En ce qui a trait aux médiateurs qui cèdent la tâche du premier entretien téléphonique à leur secrétaire, je me questionne à savoir à qui revient la tâche d’effectuer le protocole de dépistage de la violence pour l’entretien téléphonique initial avec chaque conjoint. À la secrétaire ou au médiateur ? Si la tâche revient à la secrétaire, ne devrait-elle pas être formée et être apte à administrer le protocole de dépistage de la violence pour l’entretien téléphonique initial avec chaque conjoint ? Je considère que le COAMF pourrait statuer clairement à cet effet dans son guide des normes de pratique.

De plus, le fait de ne pas faire le dépistage de la violence lors de l’entretien téléphonique initial avec chaque conjoint suscite quelques préoccupations : sans avoir un premier aperçu de la situation et s’assurer que les parents sont à l’aise d’être en présence l’un de l’autre, il pourrait y avoir des risques pour la personne violentée pendant ou à la suite de la première entrevue conjointe de médiation.

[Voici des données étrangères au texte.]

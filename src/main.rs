fn main() {
    if let Err(e) = jarvis_client::cli::main() {
        eprintln!("❌ {e}");
        std::process::exit(1);
    }
}
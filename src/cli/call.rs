//! Raw API calls from the command line

use std::error::Error;

use serde_json::Value;
use tokio_util::sync::CancellationToken;

use crate::core::api_client::{ApiClient, Method, RequestOptions};

pub fn parse_method(method: &str) -> Result<Method, Box<dyn Error>> {
    Method::from_bytes(method.to_ascii_uppercase().as_bytes())
        .map_err(|_| format!("Invalid HTTP method: {method}").into())
}

pub fn parse_body(body: Option<&str>) -> Result<Option<Value>, Box<dyn Error>> {
    match body {
        Some(raw) => serde_json::from_str::<Value>(raw)
            .map(Some)
            .map_err(|e| format!("Invalid JSON body: {e}").into()),
        None => Ok(None),
    }
}

/// Issue one request and print the decoded response. Ctrl+C cancels it.
pub async fn run_call(
    api: &ApiClient,
    method: &str,
    path: &str,
    body: Option<&str>,
) -> Result<(), Box<dyn Error>> {
    let method = parse_method(method)?;
    let body = parse_body(body)?;

    let cancel = CancellationToken::new();
    let interrupt = cancel.clone();
    let watcher = tokio::spawn(async move {
        if tokio::signal::ctrl_c().await.is_ok() {
            interrupt.cancel();
        }
    });

    let result = api
        .request::<Value, Value>(
            method,
            path,
            body.as_ref(),
            RequestOptions::with_cancel(cancel),
        )
        .await;
    watcher.abort();

    match result {
        Ok(value) => {
            println!("{}", serde_json::to_string_pretty(&value)?);
            Ok(())
        }
        Err(e) => {
            eprintln!("❌ {e}");
            std::process::exit(1);
        }
    }
}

Le protocole de dépistage de la violence lors de l’entretien téléphonique initial avec chaque conjoint permet de faire un premier filtrage des dossiers pour lesquels la médiation familiale serait peu recommandée et d’orienter ces dossiers vers les ressources appropriées. Aussi, grâce à cet entretien téléphonique, le médiateur peut s’assurer qu’il a bel et bien l’expertise nécessaire pour accompagner adéquatement les parents dans leur situation.

La majorité des médiateurs avaient peu ou pas de recommandation concernant les outils de dépistage proposés par le COAMF. Toutefois, certains médiateurs considèrent qu’il pourrait être pertinent de développer des grilles plus succinctes et plus adaptées à la réalité des médiateurs, qui font face à un temps limité pour aider les parents à conclure une entente à l’égard de plusieurs différends en lien avec leur séparation.